Last Call for ACTC Signup, Income Changes

Families who have significant income changes to report for the advance Child Tax Credit payments are running out of time to pass those changes on to the Internal Revenue Service.

The IRS says the changes must be entered on the Child Tax Credit Update Portal (CTC UP) by November 29 to be in effect for the December payment. A Spanish version of the CTC UP is expected to launch in late November.

When income is updated, the IRS can adjust the remaining advance payment amounts so the eligible taxpayers get the correct total amount for the year. The agency reminds married couples that if one spouse updates income on the portal, the update will apply to both spouses and so could affect future advance payments of the CTC for them both.

Time is short for tweaks

There’s no need to report minor fluctuations in income through the portal. Instead, the IRS says, taxpayers should use the online update portal to report substantial changes in annual income.
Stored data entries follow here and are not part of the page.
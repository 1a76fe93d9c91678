//! # Parametric Surfaces
//!
//! Closed-form surfaces evaluated over a regular `(stack, step)` parameter
//! grid. Every grid cell becomes the triangle pair `(p1, p2, p4)`,
//! `(p1, p4, p3)` where
//!
//! ```text
//! p1 = i * (steps + 1) + j    p2 = p1 + 1
//! p3 = p1 + steps + 1         p4 = p3 + 1
//! ```
//!
//! which winds counter-clockwise seen from outside for positive radii.

use std::f32::consts::PI;

use nalgebra::Vector3;
use tracing::debug;

use crate::error::{ensure, Result};
use crate::geometry::{Mesh, Topology, VertexLayout};
use crate::transform::normalize;

/// Triangle indices for a `rows` x `cols` cell grid of `(cols + 1)`-wide rows.
pub(crate) fn grid_indices(rows: u32, cols: u32) -> Vec<u32> {
    let mut indices = Vec::with_capacity(rows as usize * cols as usize * 6);
    for i in 0..rows {
        for j in 0..cols {
            let p1 = i * (cols + 1) + j;
            let p2 = p1 + 1;
            let p3 = p1 + cols + 1;
            let p4 = p3 + 1;
            indices.extend_from_slice(&[p1, p2, p4, p1, p4, p3]);
        }
    }
    indices
}

/// Reject grids with no cells or more vertices than `u32` indices can address.
pub(crate) fn check_grid(what: &str, rows: u32, cols: u32) -> Result<()> {
    ensure(rows >= 1 && cols >= 1, || {
        format!("{what} needs at least one cell per direction, got {rows}x{cols}")
    })?;
    let vertex_count = (rows as u64 + 1) * (cols as u64 + 1);
    ensure(vertex_count <= u32::MAX as u64, || {
        format!("{what} grid of {rows}x{cols} cells overflows u32 indices")
    })
}

fn check_finite(what: &str, values: &[f32]) -> Result<()> {
    ensure(values.iter().all(|v| v.is_finite()), || {
        format!("{what} parameters must be finite, got {values:?}")
    })
}

/// Attributes interleaved after each sphere vertex position
#[derive(Debug, Clone, Copy, PartialEq, Default)]
pub enum SphereAttributes {
    /// Normal equal to the normalized position
    #[default]
    Normal,
    /// Normal plus texture coordinates `(1 - j/steps, 1 - i/stacks)`
    NormalUv,
    /// One flat colour for the whole surface
    Color([f32; 3]),
    /// Colour derived from the position as `p / 2 + 0.5`
    PositionColor,
}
With the December payment being the last advance installment to be paid in 2021, it’s also the last chance for families to report income changes and have them put into effect for the year.
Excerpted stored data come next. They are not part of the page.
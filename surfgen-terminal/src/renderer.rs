/// ASCII rasterizer for terminal rendering
use crossterm::{
    style::{Color, Print, ResetColor, SetForegroundColor},
    QueueableCommand,
};
use nalgebra::{Matrix3, Point3, Vector3};
use std::io::Write;
use surfgen_core::projection::project_to_screen;
use surfgen_core::{DrawItem, Mat4, Material, Mesh, Scene, Topology, View};

/// Character luminosity ramp for shading (darkest to lightest)
const LUMINOSITY_RAMP: &[char] = &[' ', '.', ':', '-', '=', '+', '*', '#', '%', '@'];

/// Glyph for line strips
const LINE_CHAR: char = '*';

/// Light reaching faces turned away from the light
const AMBIENT: f32 = 0.2;

type ScreenPoint = (f32, f32, f32);

/// ASCII renderer that converts meshes to coloured terminal cells
pub struct AsciiRenderer {
    width: usize,
    height: usize,
    depth_buffer: Vec<f32>,
    char_buffer: Vec<char>,
    color_buffer: Vec<[u8; 3]>,
    light_dir: Vector3<f32>,
}

impl AsciiRenderer {
    pub fn new(width: usize, height: usize) -> Self {
        let size = width * height;
        Self {
            width,
            height,
            depth_buffer: vec![f32::INFINITY; size],
            char_buffer: vec![' '; size],
            color_buffer: vec![[0; 3]; size],
            light_dir: Vector3::new(0.0, 0.5, 1.0).normalize(),
        }
    }

    pub fn width(&self) -> usize {
        self.width
    }

    pub fn height(&self) -> usize {
        self.height
    }

    pub fn resize(&mut self, width: usize, height: usize) {
        *self = Self {
            light_dir: self.light_dir,
            ..Self::new(width, height)
        };
    }

    /// Zero-length directions are ignored.
    pub fn set_light_dir(&mut self, dir: [f32; 3]) {
        if let Some(dir) = Vector3::from(dir).try_normalize(1e-6) {
            self.light_dir = dir;
        }
    }

    /// Width/height ratio for the projection; terminal cells are about
    /// twice as tall as they are wide.
    pub fn aspect(&self) -> f32 {
        self.width as f32 / (2.0 * self.height.max(1) as f32)
    }

    pub fn clear(&mut self) {
        self.depth_buffer.fill(f32::INFINITY);
        self.char_buffer.fill(' ');
        self.color_buffer.fill([0; 3]);
    }

    /// Glyph and colour of a cell, for inspection.
    pub fn cell(&self, x: usize, y: usize) -> Option<(char, [u8; 3])> {
        (x < self.width && y < self.height).then(|| {
            let idx = y * self.width + x;
            (self.char_buffer[idx], self.color_buffer[idx])
        })
    }

    /// Rasterize every part of `scene` as seen through `view`.
    pub fn render_scene(&mut self, scene: &Scene, view: &View) -> surfgen_core::Result<()> {
        let view_projection = view.view_projection(self.aspect());
        for item in scene.draw_list()? {
            if let Some(part) = scene.part(item.part) {
                self.render_part(part.mesh(), part.material(), &item, &view_projection);
            }
        }
        Ok(())
    }

    pub fn render_part(
        &mut self,
        mesh: &Mesh,
        material: &Material,
        item: &DrawItem,
        view_projection: &Mat4,
    ) {
        let mvp = view_projection * item.world;
        let flat = mesh.layout().position_components() == 2;
        let screen: Vec<Option<ScreenPoint>> = (0..mesh.vertex_count())
            .map(|i| {
                let p = mesh.position(i);
                if flat {
                    // 2D curves are authored in clip space
                    Some(self.clip_to_screen(&p))
                } else {
                    project_to_screen(&mvp, &p, self.width as u32, self.height as u32)
                }
            })
            .collect();

        match mesh.topology() {
            Topology::Triangles => {
                let normal_3x3: Matrix3<f32> = item.normal.fixed_view::<3, 3>(0, 0).into_owned();
                for tri in mesh.triangles() {
                    let corners = tri.map(|i| screen[i as usize]);
                    let [Some(v0), Some(v1), Some(v2)] = corners else {
                        continue; // Triangle is clipped
                    };

                    let normal = normal_3x3 * mesh.face_normal(tri);
                    let lambert = normal
                        .try_normalize(1e-12)
                        .map_or(0.0, |n| n.dot(&self.light_dir).abs());
                    let brightness = AMBIENT + (1.0 - AMBIENT) * lambert;

                    let base = triangle_color(mesh, tri, material);
                    let character = shade_char(brightness);
                    let color = to_rgb(base, brightness);
                    self.rasterize_triangle(&[v0, v1, v2], character, color);
                }
            }
            Topology::LineStrip => {
                for pair in mesh.indices().windows(2) {
                    let (a, b) = (pair[0] as usize, pair[1] as usize);
                    if let (Some(p0), Some(p1)) = (screen[a], screen[b]) {
                        let color = to_rgb(vertex_color(mesh, a, material), 1.0);
                        self.draw_line(p0, p1, color);
                    }
                }
            }
        }
    }

    fn clip_to_screen(&self, p: &Point3<f32>) -> ScreenPoint {
        (
            (p.x + 1.0) * 0.5 * self.width as f32,
            (1.0 - p.y) * 0.5 * self.height as f32,
            0.0,
        )
    }

    fn plot(&mut self, x: i32, y: i32, depth: f32, character: char, color: [u8; 3]) {
        if x < 0 || y < 0 || x >= self.width as i32 || y >= self.height as i32 {
            return;
        }
        let idx = y as usize * self.width + x as usize;
        if depth < self.depth_buffer[idx] {
            self.depth_buffer[idx] = depth;
            self.char_buffer[idx] = character;
            self.color_buffer[idx] = color;
        }
    }

    fn rasterize_triangle(&mut self, coords: &[ScreenPoint; 3], character: char, color: [u8; 3]) {
        let [v0, v1, v2] = *coords;

        // Bounding box
        let min_x = v0.0.min(v1.0).min(v2.0).floor() as i32;
        let max_x = v0.0.max(v1.0).max(v2.0).ceil() as i32;
        let min_y = v0.1.min(v1.1).min(v2.1).floor() as i32;
        let max_y = v0.1.max(v1.1).max(v2.1).ceil() as i32;

        // Clip to screen bounds
        let min_x = min_x.max(0);
        let max_x = max_x.min(self.width as i32 - 1);
        let min_y = min_y.max(0);
        let max_y = max_y.min(self.height as i32 - 1);

        for y in min_y..=max_y {
            for x in min_x..=max_x {
                let px = x as f32 + 0.5;
                let py = y as f32 + 0.5;

                if let Some((w0, w1, w2)) =
                    barycentric((v0.0, v0.1), (v1.0, v1.1), (v2.0, v2.1), (px, py))
                {
                    if w0 >= 0.0 && w1 >= 0.0 && w2 >= 0.0 {
                        let depth = w0 * v0.2 + w1 * v1.2 + w2 * v2.2;
                        self.plot(x, y, depth, character, color);
                    }
                }
            }
        }
    }

    /// Bresenham line with linearly interpolated depth.
    fn draw_line(&mut self, from: ScreenPoint, to: ScreenPoint, color: [u8; 3]) {
        let (mut x, mut y) = (from.0.floor() as i32, from.1.floor() as i32);
        let (x1, y1) = (to.0.floor() as i32, to.1.floor() as i32);
        let dx = (x1 - x).abs();
        let dy = -(y1 - y).abs();
        let sx = if x < x1 { 1 } else { -1 };
        let sy = if y < y1 { 1 } else { -1 };
        let steps = dx.max(-dy).max(1) as f32;
        let mut err = dx + dy;
        let mut step = 0.0;

        loop {
            let depth = from.2 + (to.2 - from.2) * (step / steps);
            self.plot(x, y, depth, LINE_CHAR, color);
            if x == x1 && y == y1 {
                break;
            }
            let e2 = 2 * err;
            if e2 >= dy {
                err += dy;
                x += sx;
            }
            if e2 <= dx {
                err += dx;
                y += sy;
            }
            step += 1.0;
        }
    }

    pub fn draw<W: Write>(&self, writer: &mut W) -> std::io::Result<()> {
        let mut current = None;
        for y in 0..self.height {
            for x in 0..self.width {
                let idx = y * self.width + x;
                let [r, g, b] = self.color_buffer[idx];
                if current != Some([r, g, b]) {
                    writer.queue(SetForegroundColor(Color::Rgb { r, g, b }))?;
                    current = Some([r, g, b]);
                }
                writer.queue(Print(self.char_buffer[idx]))?;
            }
            if y + 1 < self.height {
                writer.queue(Print("\r\n"))?;
            }
        }
        writer.queue(ResetColor)?;
        Ok(())
    }
}

fn shade_char(brightness: f32) -> char {
    let char_index = (brightness * (LUMINOSITY_RAMP.len() - 1) as f32) as usize;
    // Never blank out a covered cell
    LUMINOSITY_RAMP[char_index.clamp(1, LUMINOSITY_RAMP.len() - 1)]
}

fn vertex_color(mesh: &Mesh, i: usize, material: &Material) -> [f32; 3] {
    mesh.color(i).unwrap_or(material.diffuse)
}

fn triangle_color(mesh: &Mesh, tri: [u32; 3], material: &Material) -> [f32; 3] {
    let mut sum = [0.0; 3];
    for i in tri {
        let c = vertex_color(mesh, i as usize, material);
        for k in 0..3 {
            sum[k] += c[k] / 3.0;
        }
    }
    sum
}

fn to_rgb(color: [f32; 3], brightness: f32) -> [u8; 3] {
    color.map(|c| ((c * brightness).clamp(0.0, 1.0) * 255.0).round() as u8)
}

/// Calculate barycentric coordinates for a point in a triangle
fn barycentric(
    v0: (f32, f32),
    v1: (f32, f32),
    v2: (f32, f32),
    p: (f32, f32),
) -> Option<(f32, f32, f32)> {
    let denom = (v1.1 - v2.1) * (v0.0 - v2.0) + (v2.0 - v1.0) * (v0.1 - v2.1);

    if denom.abs() < 1e-6 {
        return None;
    }

    let w0 = ((v1.1 - v2.1) * (p.0 - v2.0) + (v2.0 - v1.0) * (p.1 - v2.1)) / denom;
    let w1 = ((v2.1 - v0.1) * (p.0 - v2.0) + (v0.0 - v2.0) * (p.1 - v2.1)) / denom;
    let w2 = 1.0 - w0 - w1;

    Some((w0, w1, w2))
}

#[cfg(test)]
mod tests {
    use super::*;
    use std::sync::Arc;
    use surfgen_core::curve::polyline_mesh_2d;
    use surfgen_core::transform::identity;
    use surfgen_core::{Part, VertexLayout};

    fn covered(renderer: &AsciiRenderer) -> usize {
        (0..renderer.height())
            .flat_map(|y| (0..renderer.width()).map(move |x| (x, y)))
            .filter(|&(x, y)| renderer.cell(x, y).is_some_and(|(c, _)| c != ' '))
            .count()
    }

    fn scene_of(mesh: Mesh, material: Material) -> Scene {
        let mut scene = Scene::new();
        scene.add_part(Part::new("test", Arc::new(mesh), material, identity()));
        scene
    }

    #[test]
    fn test_cube_covers_centre() {
        let mut renderer = AsciiRenderer::new(80, 40);
        let scene = scene_of(Mesh::cube(2.0), Material::default());
        let view = View::new(40.0, 1.0, 100.0, 6.0);
        renderer.render_scene(&scene, &view).unwrap();

        let (c, color) = renderer.cell(40, 20).unwrap();
        assert_ne!(c, ' ');
        assert_ne!(color, [0, 0, 0]);
        assert_eq!(renderer.cell(0, 0), Some((' ', [0, 0, 0])));

        renderer.clear();
        assert_eq!(covered(&renderer), 0);
    }

    #[test]
    fn test_material_colour_without_vertex_colours() {
        let mesh = Mesh::new(
            vec![-1.0, -1.0, 0.0, 1.0, -1.0, 0.0, 0.0, 1.0, 0.0],
            vec![0, 1, 2],
            VertexLayout::Position,
            Topology::Triangles,
        )
        .unwrap();
        let mut renderer = AsciiRenderer::new(40, 20);
        renderer.set_light_dir([0.0, 0.0, 1.0]);
        let scene = scene_of(mesh, Material::flat([1.0, 0.0, 0.0]));
        renderer
            .render_scene(&scene, &View::new(40.0, 1.0, 100.0, 2.0))
            .unwrap();

        // Facing the light: full brightness, pure red
        assert_eq!(renderer.cell(20, 10), Some(('@', [255, 0, 0])));
    }

    #[test]
    fn test_flat_polyline_is_drawn_in_clip_space() {
        let line = polyline_mesh_2d(&[-1.0, 0.0, 0.99, 0.0], [0.0, 1.0, 0.0]).unwrap();
        let mut renderer = AsciiRenderer::new(20, 10);
        let scene = scene_of(line, Material::default());
        renderer.render_scene(&scene, &View::default()).unwrap();

        // Horizontal line across row 5
        for x in 0..20 {
            assert_eq!(renderer.cell(x, 5), Some((LINE_CHAR, [0, 255, 0])));
        }
        assert_eq!(covered(&renderer), 20);
    }

    #[test]
    fn test_bresenham_diagonal() {
        let mut renderer = AsciiRenderer::new(10, 10);
        renderer.draw_line((0.0, 0.0, 0.0), (9.0, 9.0, 0.5), [255, 255, 255]);
        for i in 0..10 {
            assert_eq!(renderer.cell(i, i).map(|(c, _)| c), Some(LINE_CHAR));
        }
        assert_eq!(covered(&renderer), 10);
    }

    #[test]
    fn test_depth_test_keeps_nearest() {
        let mut renderer = AsciiRenderer::new(10, 10);
        renderer.draw_line((0.0, 5.0, 0.5), (9.0, 5.0, 0.5), [255, 0, 0]);
        renderer.draw_line((0.0, 5.0, 0.9), (9.0, 5.0, 0.9), [0, 0, 255]);
        assert_eq!(renderer.cell(3, 5), Some((LINE_CHAR, [255, 0, 0])));
        renderer.draw_line((0.0, 5.0, 0.1), (9.0, 5.0, 0.1), [0, 255, 0]);
        assert_eq!(renderer.cell(3, 5), Some((LINE_CHAR, [0, 255, 0])));
    }

    #[test]
    fn test_draw_emits_every_row() {
        let mut renderer = AsciiRenderer::new(4, 3);
        renderer.draw_line((0.0, 1.0, 0.0), (3.0, 1.0, 0.0), [10, 20, 30]);
        let mut out = Vec::new();
        renderer.draw(&mut out).unwrap();
        let text = String::from_utf8(out).unwrap();
        assert_eq!(text.matches("\r\n").count(), 2);
        assert!(text.contains("****"));
        assert!(text.contains("38;2;10;20;30"));
    }

    #[test]
    fn test_aspect_accounts_for_cell_shape() {
        let renderer = AsciiRenderer::new(80, 40);
        assert_eq!(renderer.aspect(), 1.0);
    }
}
Updates have to be received on the portal before midnight on November 29 to be included in the December 15 advance payment.

Some families receiving the advance monthly payments are getting amounts below the maximum and may be eligible for an increase. This could happen if, for example, the taxpayer had a job loss during the year or had some other decline in income. Reporting the loss of income through the portal could increase the taxpayer’s advance Child Tax Credit payments for the remainder of 2021.

Updating income through the CTC UP is also important for those CTC recipients who find themselves making more income. Those who now get the maximum monthly payments – but expect to qualify for less at tax time – should update their income amounts now to avoid surprises when they file their income tax return.

Topic C of the IRS’ Frequently Asked Questions has more on calculating the Child Tax Credit. QC4 and QC5 have details for families that qualify to receive less than the full amount.

The IRS has tips for using the CTC Update Portal

The IRS says its Child Tax Credit Update Portal is only available to any taxpayer who is already eligible for the tax credit and is receiving advance payments of the CTC. But there are other limitations to keep in mind:

  • The update portal is the only place to report a change in income circumstance to the IRS by advance payment recipients. IRS telephone operators can’t take these changes from callers and representatives at Taxpayer Assistance Centers cannot take them in person.
  • Joint filers should note that taxpayers who submitted a joint return in 2020 can only update their income on the portal if they intend to submit a joint return for 2021 with the same spouse.
  • Portal users should not be caught off-guard if the portal doesn’t show details of their changes. The IRS says the CTC UP will acknowledge a change was made – but will not display the change itself. Calling the IRS won’t be much help; their telephone representatives won’t be able to confirm a change was made, either.

There’s still time to sign up for the CTC

Low-income families still have time to sign up for the remaining advance payment of the Child Tax Credit.

Any family that isn’t normally required to file a tax return and isn’t already receiving advance payments of the CTC need to check out the IRS website. IRS.gov has tools to help determine a taxpayer’s eligibility for the credit and to help them fill out a simplified tax return to sign up.

Taxpayers have until November 15 to sign up.

Eligible families can get half of the credit amount as advance payments; the other half comes as a refund when the taxpayer files a tax return in 2022.

Need more information?

A special Advance Child Tax Credit 2021 page providing the most recent information about the tax credit and advance payments is available at IRS.gov/childtaxcredit2021. The site provides a number of online tools, including a list of frequently asked questions and a user guide for the Child Tax Credit Update Portal (Publication 5549).

In addition, the site contains direct links to the portal and other tools and resources.